TASK PROMPT: Each line below from the one containing "let range = workbook" through the one containing "for (idx, name)" should be output exactly as it stands, and no other line should appear.

[Stored data]
————

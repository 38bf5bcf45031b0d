//! First-sheet spreadsheet reader with per-column type inference.

use crate::error::{PipelineError, Result};
use crate::store::convert::{datetime_to_micros, parse_timestamp};
use calamine::{open_workbook_auto, Data, Range, Reader};
use chrono::{Duration, NaiveDate, NaiveDateTime};
use polars::prelude::*;
use std::collections::HashMap;
use std::path::Path;
use tracing::debug;

/// Inferred type of a spreadsheet column, widened cell by cell.
#[derive(Debug, Clone, Copy, PartialEq, Eq)]
enum CellKind {
    Empty,
    Bool,
    Int,
    Float,
    DateTime,
    Text,
}

impl CellKind {
    fn of(cell: &Data) -> Self {
        match cell {
            Data::Empty | Data::Error(_) => CellKind::Empty,
            Data::Bool(_) => CellKind::Bool,
            Data::Int(_) => CellKind::Int,
            // integral floats are how most writers store whole numbers
            Data::Float(f) if f.fract() == 0.0 && f.abs() < 9.0e15 => CellKind::Int,
            Data::Float(_) => CellKind::Float,
            Data::DateTime(_) | Data::DateTimeIso(_) => CellKind::DateTime,
            Data::String(s) if s.trim().is_empty() => CellKind::Empty,
            Data::String(_) | Data::DurationIso(_) => CellKind::Text,
        }
    }

    fn widen(self, other: CellKind) -> CellKind {
        match (self, other) {
            (a, b) if a == b => a,
            (CellKind::Empty, b) => b,
            (a, CellKind::Empty) => a,
            (CellKind::Int, CellKind::Float) | (CellKind::Float, CellKind::Int) => CellKind::Float,
            _ => CellKind::Text,
        }
    }
}

pub fn read_first_sheet(path: &Path) -> Result<DataFrame> {
    let mut workbook = open_workbook_auto(path).map_err(|e| PipelineError::source_read(path, e))?;
    let range = workbook
        .worksheet_range_at(0)
        .ok_or_else(|| PipelineError::source_read(path, "workbook has no sheets"))?
        .map_err(|e| PipelineError::source_read(path, e))?;
    frame_from_range(&range).map_err(|reason| PipelineError::source_read(path, reason))
}

/// Builds a frame from a sheet range whose first row is the header.
pub fn frame_from_range(range: &Range<Data>) -> std::result::Result<DataFrame, String> {
    let mut rows = range.rows();
    let header = rows.next().ok_or_else(|| "sheet is empty".to_string())?;
    let names = header_names(header);
    let body: Vec<&[Data]> = rows.collect();

    let empty = Data::Empty;
    let mut columns = Vec::with_capacity(names.len());
    for (idx, name) in names.iter().enumerate() {
        let cells: Vec<&Data> = body.iter().map(|row| row.get(idx).unwrap_or(&empty)).collect();
        let kind = cells
            .iter()
            .fold(CellKind::Empty, |kind, cell| kind.widen(CellKind::of(cell)));
        debug!("Column {} inferred as {:?}", name, kind);
        columns.push(build_series(name, kind, &cells).map_err(|e| e.to_string())?);
    }

    DataFrame::new(columns).map_err(|e| e.to_string())
}

fn header_names(header: &[Data]) -> Vec<String> {
    let mut seen: HashMap<String, usize> = HashMap::new();
    header
        .iter()
        .enumerate()
        .map(|(idx, cell)| {
            let base = match cell {
                Data::String(s) if !s.trim().is_empty() => s.trim().to_string(),
                Data::Empty => format!("column_{}", idx),
                other => other.to_string(),
            };
            let count = seen.entry(base.clone()).or_insert(0);
            *count += 1;
            if *count == 1 {
                base
            } else {
                format!("{}.{}", base, *count - 1)
            }
        })
        .collect()
}

fn build_series(name: &str, kind: CellKind, cells: &[&Data]) -> PolarsResult<Series> {
    let series = match kind {
        CellKind::Empty => Series::full_null(name, cells.len(), &DataType::String),
        CellKind::Bool => {
            let values: Vec<Option<bool>> = cells
                .iter()
                .map(|c| match c {
                    Data::Bool(b) => Some(*b),
                    _ => None,
                })
                .collect();
            Series::new(name, values)
        }
        CellKind::Int => {
            let values: Vec<Option<i64>> = cells
                .iter()
                .map(|c| match c {
                    Data::Int(i) => Some(*i),
                    Data::Float(f) => Some(*f as i64),
                    _ => None,
                })
                .collect();
            Series::new(name, values)
        }
        CellKind::Float => {
            let values: Vec<Option<f64>> = cells
                .iter()
                .map(|c| match c {
                    Data::Int(i) => Some(*i as f64),
                    Data::Float(f) => Some(*f),
                    _ => None,
                })
                .collect();
            Series::new(name, values)
        }
        CellKind::DateTime => {
            let values: Vec<Option<i64>> = cells
                .iter()
                .map(|c| cell_datetime(c).and_then(datetime_to_micros))
                .collect();
            Series::new(name, values).cast(&DataType::Datetime(TimeUnit::Microseconds, None))?
        }
        CellKind::Text => {
            let values: Vec<Option<String>> = cells.iter().map(|c| cell_text(c)).collect();
            Series::new(name, values)
        }
    };
    Ok(series)
}

/// Excel stores dates as days since 1899-12-30 (1900 date system).
fn excel_serial_to_datetime(serial: f64) -> Option<NaiveDateTime> {
    let base = NaiveDate::from_ymd_opt(1899, 12, 30)?.and_hms_opt(0, 0, 0)?;
    let millis = (serial * 86_400_000.0).round() as i64;
    base.checked_add_signed(Duration::milliseconds(millis))
}

fn cell_datetime(cell: &Data) -> Option<NaiveDateTime> {
    match cell {
        Data::DateTime(dt) => excel_serial_to_datetime(dt.as_f64()),
        Data::DateTimeIso(s) => parse_timestamp(s),
        _ => None,
    }
}

fn cell_text(cell: &Data) -> Option<String> {
    match cell {
        Data::Empty | Data::Error(_) => None,
        Data::String(s) if s.trim().is_empty() => None,
        Data::String(s) => Some(s.clone()),
        Data::DateTime(_) => cell_datetime(cell).map(|dt| dt.to_string()),
        other => Some(other.to_string()),
    }
}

————

EXERCISE RESPONSE:
    let range = workbook
        .worksheet_range_at(0)
        .ok_or_else(|| PipelineError::source_read(path, "workbook has no sheets"))?
        .map_err(|e| PipelineError::source_read(path, e))?;
    frame_from_range(&range).map_err(|reason| PipelineError::source_read(path, reason))
}

/// Builds a frame from a sheet range whose first row is the header.
pub fn frame_from_range(range: &Range<Data>) -> std::result::Result<DataFrame, String> {
    let mut rows = range.rows();
    let header = rows.next().ok_or_else(|| "sheet is empty".to_string())?;
    let names = header_names(header);
    let body: Vec<&[Data]> = rows.collect();

    let empty = Data::Empty;
    let mut columns = Vec::with_capacity(names.len());
    for (idx, name) in names.iter().enumerate() {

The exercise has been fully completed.